18 Dig barrier up furiously (4,3)
LIKE MAD – LIKE (dig), MAD=DAM (barrier) up.
19 Start practising regularly: need couple to lose weight (4,2)
TAKE TO – it would TAKE TWO to tango. Lose W for weight. On edit: it seems from various comments that I didn’t explain this well. It’s simply TAKE=need, TWO=couple. Delete W=weight. The definition is as in, “they took to playing golf/gardening/collecting stamps” or whatever.
21 Steer with this?

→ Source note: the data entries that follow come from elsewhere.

#[cfg(test)]
mod tests {
    use super::*;
    use crate::session::tests::logged_in;
    use tempfile::TempDir;
    use wiremock::matchers::{body_string_contains, method, path, query_param};
    use wiremock::{Mock, MockServer, ResponseTemplate};

    const HASH: &str = "0123456789ABCDEF0123456789ABCDEF01234567";

    fn query_reply() -> String {
        format!(
            "queryUrl(1,'{HASH}','2048','My Show','1',new Array('a.mkv','b.srt'),new Array('1K','1K'),new Array('1024','1024'),new Array('1','1'),new Array('mkv','srt'),new Array('0','1'),'12.34','0')"
        )
    }

    async fn mount_commit(server: &MockServer, reply: &str, times: u64) {
        Mock::given(method("POST"))
            .and(path("/interface/bt_task_commit"))
            .respond_with(ResponseTemplate::new(200).set_body_string(reply.to_string()))
            .expect(times)
            .mount(server)
            .await;
    }

    async fn mount_check(server: &MockServer, reply: &str, times: u64) {
        Mock::given(method("GET"))
            .and(path("/interface/task_check"))
            .respond_with(ResponseTemplate::new(200).set_body_string(reply.to_string()))
            .expect(times)
            .mount(server)
            .await;
    }

    const COMMIT_OK: &str = r#"jsonp1({"id":"99","avail_space":"1","progress":1})"#;

    #[tokio::test]
    async fn bare_hash_takes_the_bt_hash_flow() {
        let server = MockServer::start().await;
        let link = format!("{}/interface/get_torrent?userid=42&infoid={HASH}", server.uri());
        Mock::given(method("GET"))
            .and(path("/interface/url_query"))
            .and(query_param("u", link.as_str()))
            .respond_with(ResponseTemplate::new(200).set_body_string(query_reply()))
            .expect(1)
            .mount(&server)
            .await;
        mount_commit(&server, COMMIT_OK, 1).await;
        mount_check(&server, "", 0).await;

        let session = logged_in(&server);
        assert_eq!(session.add_task(HASH).await.unwrap().as_deref(), Some("99"));
    }

    #[tokio::test]
    async fn magnet_commit_joins_indices_and_sizes() {
        let server = MockServer::start().await;
        Mock::given(method("GET"))
            .and(path("/interface/url_query"))
            .respond_with(ResponseTemplate::new(200).set_body_string(query_reply()))
            .mount(&server)
            .await;
        Mock::given(method("POST"))
            .and(path("/interface/bt_task_commit"))
            .and(body_string_contains("findex=0_1"))
            .and(body_string_contains("size=1024_1024"))
            .and(body_string_contains(&format!("cid={HASH}")))
            .and(body_string_contains("from=history&o_taskid=5&o_page=history"))
            .respond_with(ResponseTemplate::new(200).set_body_string(COMMIT_OK))
            .expect(1)
            .mount(&server)
            .await;

        let session = logged_in(&server);
        session.add_magnet("magnet:?xt=urn:btih:abc", Some("5")).await.unwrap();
    }

    #[tokio::test]
    async fn magnet_needing_verification() {
        let server = MockServer::start().await;
        Mock::given(method("GET"))
            .and(path("/interface/url_query"))
            .respond_with(ResponseTemplate::new(200).set_body_string(query_reply()))
            .mount(&server)
            .await;
        mount_commit(&server, r#"jsonp1({"id":"","progress":-12})"#, 1).await;

        let session = logged_in(&server);
        assert!(matches!(
            session.add_task("magnet:?xt=urn:btih:abc").await,
            Err(Error::NeedsVerification)
        ));
    }

    #[tokio::test]
    async fn existing_magnet_is_not_committed() {
        let server = MockServer::start().await;
        Mock::given(method("GET"))
            .and(path("/interface/url_query"))
            .respond_with(ResponseTemplate::new(200).set_body_string(format!("queryUrl(-1,'{HASH}','',0)")))
            .mount(&server)
            .await;
        mount_commit(&server, COMMIT_OK, 0).await;

        let session = logged_in(&server);
        assert!(matches!(
            session.add_task("magnet:?xt=urn:btih:abc").await,
            Err(Error::TaskAlreadyExists)
        ));
    }

    #[tokio::test]
    async fn ed2k_commits_with_type_two() {
        let server = MockServer::start().await;
        mount_check(&server, "queryCid('C','G','100','a.iso','0','0')", 1).await;
        Mock::given(method("GET"))
            .and(path("/interface/task_commit"))
            .and(query_param("type", "2"))
            .and(query_param("cid", "C"))
            .and(query_param("t", "a.iso"))
            .and(query_param("url", "ed2k://|file|a.b.iso|100|ABC|/"))
            .and(query_param("o_page", "task"))
            .respond_with(ResponseTemplate::new(200).set_body_string("ret_task(1,'1')"))
            .expect(1)
            .mount(&server)
            .await;

        let session = logged_in(&server);
        let added = session.add_task("ed2k://|file|a,b.iso|100|ABC|/").await.unwrap();
        assert!(added.is_none());
    }

    #[tokio::test]
    async fn paid_content_is_not_committed() {
        let server = MockServer::start().await;
        mount_check(&server, "queryCid('C','G','100','a.iso','3','0')", 1).await;
        Mock::given(method("GET"))
            .and(path("/interface/task_commit"))
            .respond_with(ResponseTemplate::new(200))
            .expect(0)
            .mount(&server)
            .await;

        let session = logged_in(&server);
        assert!(matches!(
            session.add_task("http://example.com/a.iso").await,
            Err(Error::InsufficientBalance { .. })
        ));
    }

    #[tokio::test]
    async fn unexpected_commit_reply_is_invalid() {
        let server = MockServer::start().await;
        mount_check(&server, "queryCid('C','G','100','a.iso','0','0')", 1).await;
        Mock::given(method("GET"))
            .and(path("/interface/task_commit"))
            .respond_with(ResponseTemplate::new(200).set_body_string("<html>busy</html>"))
            .mount(&server)
            .await;

        let session = logged_in(&server);
        assert!(matches!(
            session.add_simple("http://example.com/a.iso", None).await,
            Err(Error::InvalidResponse("task_commit"))
        ));
    }

    const UPLOAD_OK: &str = r#"<script>document.domain="xunlei.com";var btResult ={"ret_value":1,"infoid":"H","ftitle":"show","btsize":30,"filelist":[{"id":"0","subsize":"10"},{"id":"2","subsize":"20"}]};var btRtcode = 0</script>"#;

    #[tokio::test]
    async fn torrent_file_is_uploaded_then_committed() {
        let server = MockServer::start().await;
        Mock::given(method("POST"))
            .and(path("/interface/torrent_upload"))
            .and(body_string_contains("name=\"filepath\"; filename=\"show.torrent\""))
            .and(body_string_contains("d4:infodee"))
            .respond_with(ResponseTemplate::new(200).set_body_string(UPLOAD_OK))
            .expect(1)
            .mount(&server)
            .await;
        Mock::given(method("POST"))
            .and(path("/interface/bt_task_commit"))
            .and(body_string_contains("cid=H"))
            .and(body_string_contains("findex=0_2"))
            .and(body_string_contains("size=10_20"))
            .and(body_string_contains("from=0"))
            .respond_with(ResponseTemplate::new(200).set_body_string(COMMIT_OK))
            .expect(1)
            .mount(&server)
            .await;

        let dir = TempDir::new().unwrap();
        let file = dir.path().join("show.torrent");
        std::fs::write(&file, b"d4:infodee").unwrap();
        let session = logged_in(&server);
        let id = session.add_task(file.to_str().unwrap()).await.unwrap();
        assert_eq!(id.as_deref(), Some("99"));
    }

    #[tokio::test]
    async fn uploaded_torrent_already_queued() {
        let server = MockServer::start().await;
        Mock::given(method("POST"))
            .and(path("/interface/torrent_upload"))
            .respond_with(
                ResponseTemplate::new(200).set_body_string(r#"<script>parent.edit_bt_list({"infoid":"H"},'')</script>"#),
            )
            .mount(&server)
            .await;
        mount_commit(&server, COMMIT_OK, 0).await;

        let dir = TempDir::new().unwrap();
        let file = dir.path().join("show.torrent");
        std::fs::write(&file, b"d4:infodee").unwrap();
        let session = logged_in(&server);
        assert!(matches!(
            session.add_torrent_file(&file).await,
            Err(Error::TaskAlreadyExists)
        ));
    }

    #[tokio::test]
    async fn missing_torrent_file_is_io_error() {
        let server = MockServer::start().await;
        let session = logged_in(&server);
        assert!(matches!(
            session.add_task("/no/such/file.torrent").await,
            Err(Error::Io(_))
        ));
    }

    #[tokio::test]
    async fn blank_source_is_rejected() {
        let server = MockServer::start().await;
        let session = logged_in(&server);
        assert!(matches!(session.add_task(" ").await, Err(Error::InvalidSource(_))));
    }

    #[tokio::test]
    async fn batch_without_origins() {
        let server = MockServer::start().await;
        Mock::given(method("POST"))
            .and(path("/interface/batch_task_commit"))
            .and(body_string_contains("url%5B%5D=http%253A%252F%252Fa%252F1"))
            .and(body_string_contains("class_id=0"))
            .and(body_string_contains("batch_old_taskid=0%2C&batch_old_database=0%2C&interfrom=task"))
            .respond_with(ResponseTemplate::new(200).set_body_string("jsonp1({})"))
            .expect(1)
            .mount(&server)
            .await;

        let session = logged_in(&server);
        session
            .add_batch_tasks(&["http://a/1", "http://a/2"], &[])
            .await
            .unwrap();
    }

    #[tokio::test]
    async fn batch_with_origins() {
        let server = MockServer::start().await;
        Mock::given(method("POST"))
            .and(path("/interface/batch_task_commit"))
            .and(body_string_contains("batch_old_taskid=3%2C4&batch_old_database=0%2C0%2C&interfrom=history"))
            .respond_with(ResponseTemplate::new(200).set_body_string("jsonp1({})"))
            .expect(1)
            .mount(&server)
            .await;

        let session = logged_in(&server);
        session
            .add_batch_tasks(&["http://a/1", "http://a/2"], &["3", "4"])
            .await
            .unwrap();
        assert!(matches!(
            session.add_batch_tasks::<&str>(&[], &[]).await,
            Err(Error::InvalidSource(_))
        ));
    }
}
//! Password hashing for login and content hashing for verification.

use std::fs::File;
use std::io::{self, Read};
use std::path::{Path, PathBuf};
use std::sync::LazyLock;

use md4::{Digest as _, Md4};
use regex::Regex;
use serde::Deserialize;
use sha1::Sha1;

use crate::error::{Error, Result};

/// Size of one ed2k chunk.
pub const ED2K_CHUNK: u64 = 9_728_000;

static MD5_HEX_RE: LazyLock<Regex> =
    LazyLock::new(|| Regex::new(r"^[a-f0-9]{32}$").expect("valid regex"));

fn md5_hex(data: impl AsRef<[u8]>) -> String {
    format!("{:x}", md5::compute(data))
}

/// Double MD5 of a password; input that already is a lowercase MD5 hex
/// string is taken as hashed.
#[must_use]
pub fn encrypt_pass(pass: &str) -> String {
    if MD5_HEX_RE.is_match(pass) {
        return pass.to_string();
    }
    md5_hex(md5_hex(pass))
}

/// Value posted as `p` during login.
#[must_use]
pub fn hash_pass(pass: &str, verify_code: &str) -> String {
    md5_hex(format!("{}{verify_code}", encrypt_pass(pass)))
}

/// Computes the ed2k hash of a file as lowercase hex.
///
/// Files shorter than one chunk hash to the MD4 of their content; longer
/// files hash to the MD4 of the concatenated chunk hashes. A file whose
/// size is an exact multiple of the chunk size gets a trailing empty chunk.
///
/// # Errors
///
/// Returns an I/O error if the file cannot be read.
pub fn ed2k_file_hash(path: &Path) -> Result<String> {
    let mut file = File::open(path)?;
    let mut buf = Vec::with_capacity(1 << 20);
    let mut chunk_hashes = Vec::new();
    loop {
        buf.clear();
        let n = (&mut file).take(ED2K_CHUNK).read_to_end(&mut buf)?;
        if n == 0 && !chunk_hashes.is_empty() {
            chunk_hashes.push(Md4::digest(b""));
            break;
        }
        chunk_hashes.push(Md4::digest(&buf));
        if (n as u64) < ED2K_CHUNK {
            break;
        }
    }
    if let [single] = chunk_hashes.as_slice() {
        return Ok(hex::encode(single));
    }
    let mut outer = Md4::new();
    for h in &chunk_hashes {
        outer.update(h);
    }
    Ok(hex::encode(&outer.finalize()))
}

#[derive(Debug, Deserialize)]
struct MetaInfo {
    info: Info,
}

#[derive(Debug, Deserialize)]
struct Info {
    name: String,
    #[serde(rename = "piece length")]
    piece_length: u64,
    pieces: serde_bytes::ByteBuf,
    #[serde(default)]
    length: Option<u64>,
    #[serde(default)]
    files: Option<Vec<FileEntry>>,
}

#[derive(Debug, Deserialize)]
struct FileEntry {
    length: u64,
    path: Vec<String>,
}

impl Info {
    /// On-disk files in piece order with their declared lengths.
    fn layout(&self, root: &Path) -> Vec<(PathBuf, u64)> {
        match &self.files {
            Some(files) => {
                let base = if root.file_name().is_some_and(|n| n == self.name.as_str()) {
                    root.to_path_buf()
                } else {
                    root.join(&self.name)
                };
                files
                    .iter()
                    .map(|f| (f.path.iter().fold(base.clone(), |p, c| p.join(c)), f.length))
                    .collect()
            }
            None => {
                let file = if root.is_dir() { root.join(&self.name) } else { root.to_path_buf() };
                vec![(file, self.length.unwrap_or(0))]
            }
        }
    }
}

/// Checks on-disk content against the piece hashes of a torrent.
///
/// For a single-file torrent `path` is the file or its directory; for a
/// multi-file torrent it is the torrent's top directory or its parent.
/// Missing or short files fail verification.
///
/// # Errors
///
/// Returns [`Error::Bencode`] for undecodable metainfo and an I/O error for
/// unreadable files.
pub fn verify_bt_content(metainfo: &[u8], path: &Path) -> Result<bool> {
    let meta: MetaInfo =
        serde_bencode::from_bytes(metainfo).map_err(|e| Error::Bencode(e.to_string()))?;
    let info = meta.info;
    if info.piece_length == 0 || info.pieces.len() % 20 != 0 {
        return Err(Error::Bencode("malformed piece table".to_string()));
    }
    let piece_len = usize::try_from(info.piece_length)
        .map_err(|_| Error::Bencode("piece length overflow".to_string()))?;
    let expected: Vec<&[u8]> = info.pieces.chunks(20).collect();

    let mut piece = Vec::with_capacity(piece_len);
    let mut index = 0;
    for (file, length) in info.layout(path) {
        let handle = match File::open(&file) {
            Ok(f) => f,
            Err(e) if e.kind() == io::ErrorKind::NotFound => {
                log::info!("missing file {}", file.display());
                return Ok(false);
            }
            Err(e) => return Err(e.into()),
        };
        let mut reader = handle.take(length);
        let mut read = 0u64;
        loop {
            let want = piece_len - piece.len();
            let n = (&mut reader).take(want as u64).read_to_end(&mut piece)?;
            read += n as u64;
            if piece.len() == piece_len {
                if expected.get(index).is_none_or(|h| Sha1::digest(&piece).as_slice() != *h) {
                    log::info!("piece {index} mismatch");
                    return Ok(false);
                }
                index += 1;
                piece.clear();
            }
            if n == 0 {
                break;
            }
        }
        if read < length {
            log::info!("{} is shorter than {length} bytes", file.display());
            return Ok(false);
        }
    }
    if !piece.is_empty() {
        if expected.get(index).is_none_or(|h| Sha1::digest(&piece).as_slice() != *h) {
            return Ok(false);
        }
        index += 1;
    }
    Ok(index == expected.len())
}
//! Paginated listings: tasks, expired and deleted history, BT sub-files.

use log::{debug, warn};

use crate::config::endpoints::escape;
use crate::decode::{self, BtList, TaskListPage};
use crate::error::{Error, Result};
use crate::session::Session;
use crate::task::{DownloadStatus, Flag, Task};
use crate::transport::{Request, timestamp_ms};

const DELETED_MARKER: &str = "page_check_all=history&fltask_all_guoqi=1&class_check=0&page_check=task&fl_page_id=0&class_check_new=0&set_tab_status=11";
const EXPIRED_MARKER: &str = "page_check_all=history&class_check=0&page_check=task&fl_page_id=0&class_check_new=0&set_tab_status=13";

/// Which slice of the task list a listing call asks for.
#[derive(Debug, Clone, Copy, PartialEq, Eq)]
pub enum Category {
    /// Everything not yet completed.
    Downloading,
    Completed,
    /// Downloading and completed together.
    Mixed,
}

impl Category {
    #[must_use]
    pub const fn type_id(self) -> u8 {
        match self {
            Self::Downloading => 1,
            Self::Completed => 2,
            Self::Mixed => 4,
        }
    }

    /// Whether a cached normal task belongs to this category.
    fn covers(self, task: &Task) -> bool {
        let completed = task.download_status() == Some(DownloadStatus::Completed);
        match self {
            Self::Downloading => !completed,
            Self::Completed => completed,
            Self::Mixed => true,
        }
    }
}

impl Session {
    async fn task_list_body(&self, category: Category, page: u32) -> Result<String> {
        let size = self.config.page_size;
        let url = self
            .config
            .endpoints
            .showtask_unfresh(category.type_id(), page, size);
        self.fetch(&Request::get(url).with_cookie("pagenum", size.to_string()))
            .await
    }

    /// One decoded listing page; also refreshes the cached account summary.
    ///
    /// # Errors
    ///
    /// Transport errors, or [`Error::InvalidResponse`] when the page is not
    /// a `rebuild(...)` payload.
    pub async fn task_list_page(&self, category: Category, page: u32) -> Result<TaskListPage> {
        let page = decode::task_list(&self.task_list_body(category, page).await?)?;
        self.remember_account(&page);
        Ok(page)
    }

    /// The undecoded JSON payload of one listing page.
    ///
    /// # Errors
    ///
    /// See [`Session::task_list_page`].
    pub async fn raw_task_list(&self, category: Category, page: u32) -> Result<String> {
        let body = self.task_list_body(category, page).await?;
        Ok(decode::task_list_payload(&body)?.to_string())
    }

    /// Reads pages until the remote-declared total is reached, then folds
    /// the result into the cache.
    async fn list_category(&self, category: Category) -> Result<Vec<Task>> {
        let mut tasks: Vec<Task> = Vec::new();
        let mut page = 1;
        loop {
            let listing = self.task_list_page(category, page).await?;
            let total = listing.declared_total();
            let received = listing.info.tasks.len();
            if page == 1 {
                tasks.reserve(if total > 0 { total } else { received });
            }
            tasks.extend(listing.info.tasks);
            if tasks.len() >= total {
                break;
            }
            if received == 0 {
                warn!(
                    "{category:?} listing stopped at page {page}: {} of {total} tasks",
                    tasks.len()
                );
                break;
            }
            page += 1;
        }
        debug!("{category:?} listing: {} tasks in {page} pages", tasks.len());

        match category {
            Category::Mixed => self.cache().invalidate_group(Flag::Normal),
            _ => self
                .cache()
                .retain(|_, t| !(t.flag() == Flag::Normal && category.covers(t))),
        }
        self.cache().push_tasks(tasks.iter().cloned());
        Ok(tasks)
    }

    /// All normal tasks; replaces the cached normal group.
    ///
    /// # Errors
    ///
    /// See [`Session::task_list_page`].
    pub async fn get_tasks(&self) -> Result<Vec<Task>> {
        self.list_category(Category::Mixed).await
    }

    /// Completed tasks, merged into the cache.
    ///
    /// # Errors
    ///
    /// See [`Session::task_list_page`].
    pub async fn get_completed_tasks(&self) -> Result<Vec<Task>> {
        self.list_category(Category::Completed).await
    }

    /// Tasks not yet completed, merged into the cache.
    ///
    /// # Errors
    ///
    /// See [`Session::task_list_page`].
    pub async fn get_incompleted_tasks(&self) -> Result<Vec<Task>> {
        self.list_category(Category::Downloading).await
    }

    /// The expired-tasks history page as HTML.
    ///
    /// # Errors
    ///
    /// Transport errors.
    pub async fn raw_expired(&self) -> Result<String> {
        let url = self.config.endpoints.expire_home(&self.uid());
        self.fetch(
            &Request::get(url)
                .with_cookie("lx_nf_all", escape(EXPIRED_MARKER))
                .with_cookie("pagenum", self.config.page_size.to_string()),
        )
        .await
    }

    /// One page of the deleted-tasks history as HTML.
    ///
    /// # Errors
    ///
    /// Transport errors.
    pub async fn raw_deleted(&self, page: u32) -> Result<String> {
        let url = self.config.endpoints.history_page(&self.uid(), page);
        self.fetch(
            &Request::get(url)
                .with_cookie("lx_nf_all", escape(DELETED_MARKER))
                .with_cookie("pagenum", self.config.page_size.to_string()),
        )
        .await
    }

    /// Expired tasks; replaces the cached expired group.
    ///
    /// # Errors
    ///
    /// Transport errors.
    pub async fn get_expired_tasks(&self) -> Result<Vec<Task>> {
        let body = self.raw_expired().await?;
        let (tasks, _) = decode::history(&body, "4");
        self.cache().invalidate_group(Flag::Expired);
        self.cache().push_tasks(tasks.iter().cloned());
        Ok(tasks)
    }

    /// Deleted tasks across every history page; replaces the cached
    /// deleted and purged groups.
    ///
    /// # Errors
    ///
    /// Transport errors.
    pub async fn get_deleted_tasks(&self) -> Result<Vec<Task>> {
        let mut tasks = Vec::new();
        let mut page = 1;
        loop {
            let body = self.raw_deleted(page).await?;
            let (found, next) = decode::history(&body, "1");
            let empty = found.is_empty();
            tasks.extend(found);
            if !next || empty {
                break;
            }
            page += 1;
        }
        self.cache().invalidate_group(Flag::Deleted);
        self.cache().invalidate_group(Flag::Purged);
        self.cache().push_tasks(tasks.iter().cloned());
        Ok(tasks)
    }

    async fn bt_list_body(&self, task_id: &str, info_hash: &str, page: u32, page_size: u32) -> Result<String> {
        let url = self
            .config
            .endpoints
            .fill_bt_list(task_id, info_hash, page, &self.uid(), timestamp_ms());
        self.fetch(&Request::get(url).with_cookie("pagenum", page_size.to_string()))
            .await
    }

    /// Fetches page 1, falling back to the small page size once when the
    /// large page comes back truncated. Returns the body and the page size
    /// that worked.
    async fn first_bt_page(&self, task_id: &str, info_hash: &str, page: u32) -> Result<(String, u32)> {
        let large = self.config.bt_page_size;
        let small = self.config.bt_fallback_page_size;
        match self.bt_list_body(task_id, info_hash, page, large).await {
            Err(Error::TruncatedBody) if large != small => {
                debug!("bt list {task_id} truncated at page size {large}, retrying with {small}");
                let body = self.bt_list_body(task_id, info_hash, page, small).await?;
                Ok((body, small))
            }
            other => Ok((other?, large)),
        }
    }

    /// Sub-files of the cached BT task `task_id`.
    ///
    /// # Errors
    ///
    /// [`Error::TaskNotFound`], [`Error::NotBtTask`], or any error of
    /// [`Session::fill_bt_list_by_hash`].
    pub async fn fill_bt_list(&self, task_id: &str) -> Result<BtList> {
        let task = self.require(task_id)?;
        if !task.is_bt() {
            return Err(Error::NotBtTask);
        }
        self.fill_bt_list_by_hash(&task.id, &task.cid).await
    }

    /// Sub-files of a BT task given its id and info hash, bypassing the
    /// cache. Pages after the first that fail are logged and skipped.
    ///
    /// # Errors
    ///
    /// Errors fetching or decoding the first page.
    pub async fn fill_bt_list_by_hash(&self, task_id: &str, info_hash: &str) -> Result<BtList> {
        let (body, page_size) = self.first_bt_page(task_id, info_hash, 1).await?;
        let mut list = decode::bt_list(&body)?;
        let total = u32::try_from(list.declared_total()).unwrap_or(u32::MAX);
        let pages = total / page_size.max(1) + 1;
        for page in 2..=pages {
            let result = self
                .bt_list_body(task_id, info_hash, page, page_size)
                .await
                .and_then(|body| decode::bt_list(&body));
            match result {
                Ok(more) => list.records.extend(more.records),
                Err(e) => warn!("skipping page {page} of bt list {task_id}: {e}"),
            }
        }
        Ok(list)
    }

    /// One undecoded `fill_bt_list` page of the cached task `task_id`.
    ///
    /// # Errors
    ///
    /// [`Error::TaskNotFound`] or transport errors.
    pub async fn raw_bt_list(&self, task_id: &str, page: u32) -> Result<String> {
        let task = self.require(task_id)?;
        let (body, _) = self.first_bt_page(&task.id, &task.cid, page).await?;
        Ok(body)
    }
}
//! Error types for the lixian library.

use std::time::Duration;

use thiserror::Error;

/// Errors that can occur while talking to the lixian service.
#[derive(Error, Debug)]
#[deny(missing_docs)]
pub enum Error {
    /// HTTP request error.
    #[error("HTTP error: {0}")]
    Http(#[from] reqwest::Error),

    /// I/O error during file operations.
    #[error("I/O error: {0}")]
    Io(#[from] std::io::Error),

    /// JSON payload could not be decoded.
    #[error("JSON error: {0}")]
    Json(#[from] serde_json::Error),

    /// Torrent metainfo could not be decoded.
    #[error("bencode error: {0}")]
    Bencode(String),

    /// The per-request deadline elapsed before the response was read.
    #[error("request timed out after {0:?}")]
    Timeout(Duration),

    /// The session was shut down while a request was in flight.
    #[error("request cancelled")]
    Cancelled,

    /// The remote closed the connection before answering, on every attempt.
    #[error("connection closed by remote after {attempts} attempts")]
    ConnectionClosed {
        /// Number of attempts made.
        attempts: u32,
    },

    /// Non-success HTTP status.
    #[error("HTTP status: {0}")]
    Status(String),

    /// The response body ended before its declared length.
    #[error("response body truncated")]
    TruncatedBody,

    /// The response body exceeded the configured limit.
    #[error("response body exceeds {limit} bytes")]
    BodyTooLarge {
        /// Configured limit in bytes.
        limit: usize,
    },

    /// The response did not have the expected wrapper shape.
    #[error("invalid response: {0}")]
    InvalidResponse(&'static str),

    /// The remote answered with an `alert('...')` page.
    #[error("remote error: {0}")]
    RemoteAlert(String),

    /// The account id is empty.
    #[error("invalid login account")]
    InvalidAccount,

    /// The login challenge never settled or no user id came back.
    #[error("login failed")]
    LoginFailed,

    /// The saved cookies no longer authenticate.
    #[error("previous session expired")]
    SessionExpired,

    /// The cookie file does not describe a session.
    #[error("invalid session")]
    InvalidSession,

    /// The server answered in a way no other variant covers.
    #[error("unexpected error: {0}")]
    Unexpected(String),

    /// A task for the same torrent is already in the list.
    #[error("bt task already exists")]
    TaskAlreadyExists,

    /// The remote wants payment before accepting the task.
    #[error("task needs beans: gold {gold}, silver {silver}")]
    InsufficientBalance {
        /// Gold bean cost.
        gold: String,
        /// Silver bean cost.
        silver: String,
    },

    /// The remote asks for a captcha before accepting the task.
    #[error("task submission need verification")]
    NeedsVerification,

    /// The remote refused the task with the given reason.
    #[error("task submission failed: {0}")]
    SubmissionFailed(String),

    /// The task has expired and cannot be restarted.
    #[error("task not capable for restart")]
    NotRestartable,

    /// No task with this id in the current listing.
    #[error("no such taskid in list: {0}")]
    TaskNotFound(String),

    /// The task was already removed for good.
    #[error("task already purged")]
    AlreadyPurged,

    /// The task is already in the trash.
    #[error("task already deleted")]
    AlreadyDeleted,

    /// The task is still active, so there is nothing to re-add.
    #[error("task already in queue")]
    AlreadyQueued,

    /// The task status flag is not one of the known values.
    #[error("invalid flag in task")]
    InvalidFlag,

    /// No cached task is downloading, so there is nothing to refresh.
    #[error("no tasks in progress")]
    NoTasksInProgress,

    /// The operation needs a BitTorrent task.
    #[error("not a bt task")]
    NotBtTask,

    /// Rename rejected with the given result code.
    #[error("error in rename task: {0}")]
    RenameFailed(i64),

    /// Malformed task query expression.
    #[error("invalid query: {0}")]
    InvalidQuery(String),

    /// Source string that cannot be submitted.
    #[error("invalid source: {0:?}")]
    InvalidSource(String),

    /// Configuration file could not be parsed.
    #[error("configuration error: {0}")]
    Config(String),
}

impl Error {
    /// Whether the transport should resend the request.
    ///
    /// Only connection-level EOFs seen before a response head qualify.
    #[must_use]
    pub const fn is_retryable(&self) -> bool {
        matches!(self, Self::ConnectionClosed { .. })
    }
}

/// A specialized `Result` type for lixian operations.
pub type Result<T> = std::result::Result<T, Error>;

Not right! (5)
UDDER – steer with a RUDDER, but a steer doesn’t have an [r]UDDER, right!?
24 Grounded winger regularly missed team bus (3)
EMU – every second letter of team bus.

58 comments on “Times Cryptic No 27648 – Saturday, 25 April 2020. Happiness is a crossword.”

  1. Yes, enjoyed this.
    In 16dn it is A BIT in FLEE (up sticks). So the def. Is “what can inconvenience”
    In 17ac i think it is just suggesting that doing origami while blindfolded would be astounding.

    Edited at 2020-05-01 11:13 pm (UTC)

    1. ….would certainly be an outstanding origami display, and blindfolding would be the preparation for it. A very clever clue.
    2. Isn’t “it” referring to sex? You might blindfold someone if you’re into that?
      1. Certainly not, the very idea .. no wonder you hide behind the cloak of anonymity. Go and have a cold shower, this very minute .. and then a lie down, perhaps

        Edited at 2020-05-02 02:15 pm (UTC)

  2. Good fun, and I forgot to parse PINCE-NEZ. Never met nor even heard of a girl named CATRIONA. For a former typographer, SANS SERIF took an unconscionably long time.
      1. Ah, thanks! I read Treasure Island and “Strange Case of Dr. Jekyll…” many years ago—and I’ve been on the old R.L. Stevenson trail in Lozère, in the south of France, much more recently—but this is news to me!

        Edited at 2020-05-02 02:23 am (UTC)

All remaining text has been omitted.